╭─ Excerpted records
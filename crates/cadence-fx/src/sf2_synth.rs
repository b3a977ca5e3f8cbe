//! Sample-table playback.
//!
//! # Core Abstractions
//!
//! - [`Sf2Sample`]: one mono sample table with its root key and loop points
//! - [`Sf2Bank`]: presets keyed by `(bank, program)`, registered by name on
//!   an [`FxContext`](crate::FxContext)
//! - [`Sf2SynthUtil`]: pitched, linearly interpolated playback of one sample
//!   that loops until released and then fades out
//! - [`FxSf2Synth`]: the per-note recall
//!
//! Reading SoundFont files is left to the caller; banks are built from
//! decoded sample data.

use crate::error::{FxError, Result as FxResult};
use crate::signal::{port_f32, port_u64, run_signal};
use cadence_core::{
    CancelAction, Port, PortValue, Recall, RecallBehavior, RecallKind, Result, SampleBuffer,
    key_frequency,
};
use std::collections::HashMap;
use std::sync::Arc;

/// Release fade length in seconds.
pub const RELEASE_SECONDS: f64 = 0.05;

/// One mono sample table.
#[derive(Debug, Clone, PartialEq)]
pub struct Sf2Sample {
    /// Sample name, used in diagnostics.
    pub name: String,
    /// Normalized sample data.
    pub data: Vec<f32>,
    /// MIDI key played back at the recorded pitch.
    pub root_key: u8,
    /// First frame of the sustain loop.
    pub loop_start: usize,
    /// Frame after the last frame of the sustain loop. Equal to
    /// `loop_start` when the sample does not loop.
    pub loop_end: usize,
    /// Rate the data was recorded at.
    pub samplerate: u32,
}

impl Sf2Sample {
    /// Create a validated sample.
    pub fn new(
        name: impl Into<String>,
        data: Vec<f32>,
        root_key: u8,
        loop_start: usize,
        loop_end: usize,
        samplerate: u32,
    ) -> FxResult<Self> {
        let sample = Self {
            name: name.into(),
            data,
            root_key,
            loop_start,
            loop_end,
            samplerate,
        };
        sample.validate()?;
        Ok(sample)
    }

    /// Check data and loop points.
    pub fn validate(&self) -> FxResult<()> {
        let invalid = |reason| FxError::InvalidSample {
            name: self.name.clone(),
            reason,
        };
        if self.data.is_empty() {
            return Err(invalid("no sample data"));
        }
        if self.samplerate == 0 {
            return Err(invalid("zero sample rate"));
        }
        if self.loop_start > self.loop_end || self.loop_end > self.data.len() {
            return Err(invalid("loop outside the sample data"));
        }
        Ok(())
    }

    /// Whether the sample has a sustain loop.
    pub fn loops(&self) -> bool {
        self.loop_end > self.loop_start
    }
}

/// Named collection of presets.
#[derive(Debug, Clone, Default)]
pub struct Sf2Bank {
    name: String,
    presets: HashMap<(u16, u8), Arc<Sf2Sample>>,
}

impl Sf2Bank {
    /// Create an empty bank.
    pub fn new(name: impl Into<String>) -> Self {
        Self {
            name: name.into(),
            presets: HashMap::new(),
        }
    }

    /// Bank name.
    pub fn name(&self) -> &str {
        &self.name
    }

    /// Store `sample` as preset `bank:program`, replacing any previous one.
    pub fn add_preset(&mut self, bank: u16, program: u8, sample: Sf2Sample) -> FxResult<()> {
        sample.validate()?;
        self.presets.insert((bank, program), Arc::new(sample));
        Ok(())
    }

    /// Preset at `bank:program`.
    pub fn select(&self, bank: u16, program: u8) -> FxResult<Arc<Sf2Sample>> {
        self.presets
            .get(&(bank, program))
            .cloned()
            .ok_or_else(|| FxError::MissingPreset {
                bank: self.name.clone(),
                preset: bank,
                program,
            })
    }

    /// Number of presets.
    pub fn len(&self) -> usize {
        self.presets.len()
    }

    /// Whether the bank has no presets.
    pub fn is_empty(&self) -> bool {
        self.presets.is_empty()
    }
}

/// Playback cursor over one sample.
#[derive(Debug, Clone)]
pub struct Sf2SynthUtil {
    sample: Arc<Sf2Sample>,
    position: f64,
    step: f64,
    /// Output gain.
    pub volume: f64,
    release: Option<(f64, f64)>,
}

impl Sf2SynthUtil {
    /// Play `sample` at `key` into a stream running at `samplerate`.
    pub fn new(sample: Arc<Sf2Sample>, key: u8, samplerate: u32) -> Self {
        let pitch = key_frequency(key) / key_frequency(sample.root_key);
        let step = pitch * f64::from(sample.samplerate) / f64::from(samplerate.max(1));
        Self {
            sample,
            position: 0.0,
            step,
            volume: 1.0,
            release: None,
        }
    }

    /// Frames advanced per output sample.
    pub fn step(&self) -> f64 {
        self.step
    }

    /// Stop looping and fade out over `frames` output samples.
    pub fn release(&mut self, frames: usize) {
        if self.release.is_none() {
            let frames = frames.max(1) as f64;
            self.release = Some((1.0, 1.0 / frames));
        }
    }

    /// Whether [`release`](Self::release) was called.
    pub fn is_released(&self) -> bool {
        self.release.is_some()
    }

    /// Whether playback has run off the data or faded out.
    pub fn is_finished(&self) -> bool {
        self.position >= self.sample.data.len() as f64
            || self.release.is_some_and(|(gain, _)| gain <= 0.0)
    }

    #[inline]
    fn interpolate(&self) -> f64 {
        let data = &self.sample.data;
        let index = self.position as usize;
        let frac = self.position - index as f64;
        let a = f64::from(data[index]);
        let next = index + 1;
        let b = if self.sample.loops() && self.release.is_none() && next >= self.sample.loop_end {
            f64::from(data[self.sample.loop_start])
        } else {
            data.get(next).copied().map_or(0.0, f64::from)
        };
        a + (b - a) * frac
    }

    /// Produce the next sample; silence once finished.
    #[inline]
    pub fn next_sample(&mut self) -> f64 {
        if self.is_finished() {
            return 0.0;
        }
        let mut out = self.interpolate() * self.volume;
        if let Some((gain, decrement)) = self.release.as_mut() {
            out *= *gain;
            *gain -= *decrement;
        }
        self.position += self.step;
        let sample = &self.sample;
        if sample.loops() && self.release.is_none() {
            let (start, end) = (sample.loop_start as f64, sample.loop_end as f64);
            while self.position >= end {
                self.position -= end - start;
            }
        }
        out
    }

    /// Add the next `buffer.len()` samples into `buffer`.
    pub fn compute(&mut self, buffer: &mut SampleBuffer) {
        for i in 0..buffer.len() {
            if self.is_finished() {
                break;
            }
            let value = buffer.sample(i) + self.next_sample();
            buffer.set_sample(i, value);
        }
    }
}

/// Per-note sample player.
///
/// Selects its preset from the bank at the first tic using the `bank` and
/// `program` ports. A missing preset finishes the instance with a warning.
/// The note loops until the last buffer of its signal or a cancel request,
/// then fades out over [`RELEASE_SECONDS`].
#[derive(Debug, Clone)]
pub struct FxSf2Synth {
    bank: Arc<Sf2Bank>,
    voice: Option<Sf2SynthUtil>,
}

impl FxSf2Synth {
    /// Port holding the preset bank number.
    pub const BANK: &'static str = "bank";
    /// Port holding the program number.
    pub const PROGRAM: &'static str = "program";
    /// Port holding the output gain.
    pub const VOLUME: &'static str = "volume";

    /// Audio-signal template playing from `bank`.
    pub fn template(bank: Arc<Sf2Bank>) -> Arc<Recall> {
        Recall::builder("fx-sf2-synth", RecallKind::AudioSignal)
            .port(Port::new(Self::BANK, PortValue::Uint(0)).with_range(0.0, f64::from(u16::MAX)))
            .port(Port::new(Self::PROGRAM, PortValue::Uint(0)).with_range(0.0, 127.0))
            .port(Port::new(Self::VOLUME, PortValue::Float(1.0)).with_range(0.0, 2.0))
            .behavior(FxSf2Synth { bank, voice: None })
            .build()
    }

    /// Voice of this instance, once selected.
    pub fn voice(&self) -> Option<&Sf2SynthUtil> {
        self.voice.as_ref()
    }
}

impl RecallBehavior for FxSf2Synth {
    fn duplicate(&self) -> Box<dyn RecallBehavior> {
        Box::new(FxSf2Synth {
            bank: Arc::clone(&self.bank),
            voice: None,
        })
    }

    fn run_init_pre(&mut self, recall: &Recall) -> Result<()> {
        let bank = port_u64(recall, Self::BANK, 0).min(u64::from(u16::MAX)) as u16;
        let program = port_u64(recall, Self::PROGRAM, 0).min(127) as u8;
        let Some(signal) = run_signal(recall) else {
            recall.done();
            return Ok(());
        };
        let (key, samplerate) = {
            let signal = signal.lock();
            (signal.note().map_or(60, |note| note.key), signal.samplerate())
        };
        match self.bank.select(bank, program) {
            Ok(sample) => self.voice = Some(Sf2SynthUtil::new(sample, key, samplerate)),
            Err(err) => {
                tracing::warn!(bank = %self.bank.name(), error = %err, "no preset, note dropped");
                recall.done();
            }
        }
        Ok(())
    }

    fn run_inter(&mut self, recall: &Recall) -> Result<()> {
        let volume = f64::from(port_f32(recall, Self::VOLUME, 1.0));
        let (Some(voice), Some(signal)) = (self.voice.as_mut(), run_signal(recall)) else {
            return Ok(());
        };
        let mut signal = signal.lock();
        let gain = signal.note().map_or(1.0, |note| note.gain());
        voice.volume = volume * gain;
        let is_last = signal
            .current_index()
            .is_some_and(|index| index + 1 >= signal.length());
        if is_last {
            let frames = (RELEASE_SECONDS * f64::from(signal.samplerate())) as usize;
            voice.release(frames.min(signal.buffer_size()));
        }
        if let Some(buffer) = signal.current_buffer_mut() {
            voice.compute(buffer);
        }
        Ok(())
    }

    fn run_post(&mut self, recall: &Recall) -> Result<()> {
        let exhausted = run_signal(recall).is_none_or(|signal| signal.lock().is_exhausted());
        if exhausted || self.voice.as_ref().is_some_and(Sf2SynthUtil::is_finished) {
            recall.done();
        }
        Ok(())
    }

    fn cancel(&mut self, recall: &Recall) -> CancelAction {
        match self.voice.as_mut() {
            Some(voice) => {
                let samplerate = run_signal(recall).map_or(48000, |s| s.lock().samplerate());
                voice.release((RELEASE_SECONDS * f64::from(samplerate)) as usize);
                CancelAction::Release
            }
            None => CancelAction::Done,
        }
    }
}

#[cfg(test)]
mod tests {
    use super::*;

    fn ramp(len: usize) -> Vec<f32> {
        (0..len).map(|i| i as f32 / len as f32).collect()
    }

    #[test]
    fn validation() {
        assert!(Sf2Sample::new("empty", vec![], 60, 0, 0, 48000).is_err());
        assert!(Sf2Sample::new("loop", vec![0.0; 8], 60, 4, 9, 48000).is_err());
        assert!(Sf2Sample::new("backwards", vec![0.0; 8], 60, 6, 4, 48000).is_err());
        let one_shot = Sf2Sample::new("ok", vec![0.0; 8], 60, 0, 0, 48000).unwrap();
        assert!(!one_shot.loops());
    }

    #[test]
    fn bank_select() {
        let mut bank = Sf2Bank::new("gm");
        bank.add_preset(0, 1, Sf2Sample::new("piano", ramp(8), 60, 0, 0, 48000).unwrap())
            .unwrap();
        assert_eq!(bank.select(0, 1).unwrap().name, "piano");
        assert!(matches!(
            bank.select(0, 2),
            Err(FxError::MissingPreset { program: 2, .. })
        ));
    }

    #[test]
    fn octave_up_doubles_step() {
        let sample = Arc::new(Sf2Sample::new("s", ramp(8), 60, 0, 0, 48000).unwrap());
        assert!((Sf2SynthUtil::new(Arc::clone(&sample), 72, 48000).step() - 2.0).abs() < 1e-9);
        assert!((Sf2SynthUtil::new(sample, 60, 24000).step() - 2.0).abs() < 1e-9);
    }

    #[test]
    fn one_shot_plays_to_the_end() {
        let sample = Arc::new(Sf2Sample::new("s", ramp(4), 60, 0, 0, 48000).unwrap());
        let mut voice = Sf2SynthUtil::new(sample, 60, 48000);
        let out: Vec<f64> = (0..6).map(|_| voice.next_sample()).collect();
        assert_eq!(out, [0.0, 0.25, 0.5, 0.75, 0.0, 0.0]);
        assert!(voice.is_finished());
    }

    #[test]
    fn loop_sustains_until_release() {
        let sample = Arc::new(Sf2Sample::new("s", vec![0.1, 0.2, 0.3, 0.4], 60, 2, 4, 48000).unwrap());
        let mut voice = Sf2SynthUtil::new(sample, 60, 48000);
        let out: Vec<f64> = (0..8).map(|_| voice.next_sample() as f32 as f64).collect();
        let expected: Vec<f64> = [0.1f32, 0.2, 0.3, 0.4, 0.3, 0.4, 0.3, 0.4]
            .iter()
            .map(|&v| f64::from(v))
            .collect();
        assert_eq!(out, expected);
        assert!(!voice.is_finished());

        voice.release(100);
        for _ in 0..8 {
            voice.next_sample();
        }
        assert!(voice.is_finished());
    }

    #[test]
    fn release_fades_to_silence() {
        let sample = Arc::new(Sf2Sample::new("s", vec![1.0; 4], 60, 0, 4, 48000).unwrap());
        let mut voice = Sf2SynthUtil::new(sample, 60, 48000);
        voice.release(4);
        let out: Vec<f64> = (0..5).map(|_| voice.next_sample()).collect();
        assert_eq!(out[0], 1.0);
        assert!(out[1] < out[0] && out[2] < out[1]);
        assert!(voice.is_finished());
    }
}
╰─
╭─ Excerpted records
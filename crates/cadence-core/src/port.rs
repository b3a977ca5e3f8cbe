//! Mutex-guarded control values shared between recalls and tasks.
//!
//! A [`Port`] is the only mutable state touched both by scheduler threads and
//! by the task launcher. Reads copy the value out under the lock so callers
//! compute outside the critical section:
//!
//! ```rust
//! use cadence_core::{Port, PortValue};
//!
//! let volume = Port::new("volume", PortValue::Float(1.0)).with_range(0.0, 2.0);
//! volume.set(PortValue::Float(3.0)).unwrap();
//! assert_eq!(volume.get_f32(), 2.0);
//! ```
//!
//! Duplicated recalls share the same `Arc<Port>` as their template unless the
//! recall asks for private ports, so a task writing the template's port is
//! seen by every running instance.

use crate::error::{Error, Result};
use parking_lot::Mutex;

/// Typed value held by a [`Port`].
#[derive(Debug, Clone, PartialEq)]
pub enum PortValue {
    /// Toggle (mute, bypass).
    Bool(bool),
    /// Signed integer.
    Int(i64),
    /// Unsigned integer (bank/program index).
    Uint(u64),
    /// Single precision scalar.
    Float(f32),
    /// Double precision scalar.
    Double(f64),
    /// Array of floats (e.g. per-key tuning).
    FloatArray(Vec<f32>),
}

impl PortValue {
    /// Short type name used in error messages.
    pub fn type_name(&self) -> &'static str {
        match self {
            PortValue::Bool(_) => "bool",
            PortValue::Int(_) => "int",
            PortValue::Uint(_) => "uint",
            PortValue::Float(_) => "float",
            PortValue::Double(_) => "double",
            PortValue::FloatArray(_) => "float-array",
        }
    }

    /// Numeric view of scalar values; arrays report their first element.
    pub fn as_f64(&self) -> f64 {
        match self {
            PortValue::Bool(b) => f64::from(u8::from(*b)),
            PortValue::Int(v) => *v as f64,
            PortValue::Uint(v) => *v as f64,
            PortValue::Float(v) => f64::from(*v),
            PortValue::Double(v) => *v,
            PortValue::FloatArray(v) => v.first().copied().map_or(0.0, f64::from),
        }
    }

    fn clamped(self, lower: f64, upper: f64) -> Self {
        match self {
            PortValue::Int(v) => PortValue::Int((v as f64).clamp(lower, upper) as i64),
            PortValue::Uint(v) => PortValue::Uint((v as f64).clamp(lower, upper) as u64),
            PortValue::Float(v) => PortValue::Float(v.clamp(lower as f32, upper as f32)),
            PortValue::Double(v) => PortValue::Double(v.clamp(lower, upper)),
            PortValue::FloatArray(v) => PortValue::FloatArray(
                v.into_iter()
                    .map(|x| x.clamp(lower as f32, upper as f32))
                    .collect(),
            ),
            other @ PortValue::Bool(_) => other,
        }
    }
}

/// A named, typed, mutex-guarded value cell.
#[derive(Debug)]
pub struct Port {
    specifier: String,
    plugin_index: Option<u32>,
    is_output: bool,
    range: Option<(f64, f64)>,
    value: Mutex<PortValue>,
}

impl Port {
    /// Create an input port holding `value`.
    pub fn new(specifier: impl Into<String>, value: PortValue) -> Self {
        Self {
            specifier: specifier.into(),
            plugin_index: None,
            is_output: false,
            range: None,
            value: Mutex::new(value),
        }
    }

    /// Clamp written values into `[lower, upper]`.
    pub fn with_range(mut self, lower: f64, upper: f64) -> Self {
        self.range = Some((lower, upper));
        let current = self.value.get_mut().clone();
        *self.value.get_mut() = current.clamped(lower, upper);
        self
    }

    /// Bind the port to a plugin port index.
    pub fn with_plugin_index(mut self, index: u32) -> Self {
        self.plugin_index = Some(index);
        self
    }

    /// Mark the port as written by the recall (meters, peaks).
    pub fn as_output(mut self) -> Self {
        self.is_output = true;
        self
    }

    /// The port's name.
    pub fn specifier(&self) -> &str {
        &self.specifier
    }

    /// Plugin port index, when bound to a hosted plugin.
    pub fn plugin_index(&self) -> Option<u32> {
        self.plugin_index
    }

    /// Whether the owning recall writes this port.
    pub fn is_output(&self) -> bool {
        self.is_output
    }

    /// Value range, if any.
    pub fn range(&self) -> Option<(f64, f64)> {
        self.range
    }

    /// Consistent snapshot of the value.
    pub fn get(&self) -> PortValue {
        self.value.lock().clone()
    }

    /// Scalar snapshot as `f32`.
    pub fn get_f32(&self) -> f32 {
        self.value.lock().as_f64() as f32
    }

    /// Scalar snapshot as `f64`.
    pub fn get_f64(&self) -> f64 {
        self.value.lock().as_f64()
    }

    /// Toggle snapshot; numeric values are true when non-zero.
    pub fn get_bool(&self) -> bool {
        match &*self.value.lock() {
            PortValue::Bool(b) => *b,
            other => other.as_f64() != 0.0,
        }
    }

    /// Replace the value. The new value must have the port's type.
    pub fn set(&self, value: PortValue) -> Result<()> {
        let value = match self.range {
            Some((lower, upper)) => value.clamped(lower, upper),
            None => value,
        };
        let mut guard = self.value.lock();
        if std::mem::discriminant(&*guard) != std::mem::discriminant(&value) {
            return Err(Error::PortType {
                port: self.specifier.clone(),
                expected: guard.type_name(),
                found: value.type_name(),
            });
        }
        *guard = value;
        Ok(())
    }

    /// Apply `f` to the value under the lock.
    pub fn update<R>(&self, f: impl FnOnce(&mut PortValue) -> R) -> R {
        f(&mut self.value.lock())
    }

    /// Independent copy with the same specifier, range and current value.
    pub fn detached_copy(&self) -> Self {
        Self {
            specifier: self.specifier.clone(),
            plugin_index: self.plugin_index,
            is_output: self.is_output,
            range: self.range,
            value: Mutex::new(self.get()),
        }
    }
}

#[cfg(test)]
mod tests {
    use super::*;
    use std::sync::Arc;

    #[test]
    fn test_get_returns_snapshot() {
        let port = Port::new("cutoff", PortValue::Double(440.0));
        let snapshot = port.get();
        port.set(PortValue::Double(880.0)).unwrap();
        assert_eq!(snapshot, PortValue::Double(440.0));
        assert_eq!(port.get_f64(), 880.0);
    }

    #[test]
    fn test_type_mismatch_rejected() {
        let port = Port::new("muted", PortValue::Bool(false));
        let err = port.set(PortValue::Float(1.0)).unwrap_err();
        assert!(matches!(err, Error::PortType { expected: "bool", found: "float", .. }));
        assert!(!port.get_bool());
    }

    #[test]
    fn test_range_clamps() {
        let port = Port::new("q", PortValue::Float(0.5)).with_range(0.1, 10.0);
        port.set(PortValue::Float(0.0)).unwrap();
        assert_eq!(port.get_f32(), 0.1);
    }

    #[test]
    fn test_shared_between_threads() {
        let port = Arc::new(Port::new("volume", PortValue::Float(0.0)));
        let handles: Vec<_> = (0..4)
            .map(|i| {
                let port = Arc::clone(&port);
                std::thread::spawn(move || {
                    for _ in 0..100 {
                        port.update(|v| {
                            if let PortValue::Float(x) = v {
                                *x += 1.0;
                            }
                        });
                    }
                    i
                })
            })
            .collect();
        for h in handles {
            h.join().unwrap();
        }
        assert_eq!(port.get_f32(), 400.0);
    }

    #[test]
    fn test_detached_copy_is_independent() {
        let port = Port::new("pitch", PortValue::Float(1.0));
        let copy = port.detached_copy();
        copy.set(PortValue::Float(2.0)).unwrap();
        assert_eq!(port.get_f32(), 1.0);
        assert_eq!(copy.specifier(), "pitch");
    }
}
╰─
## Prompt
From the records above, copy each line that contains the word "compute".

## Solution to the problem
    pub fn compute(&mut self, buffer: &mut SampleBuffer) {
            voice.compute(buffer);
//! compute outside the critical section:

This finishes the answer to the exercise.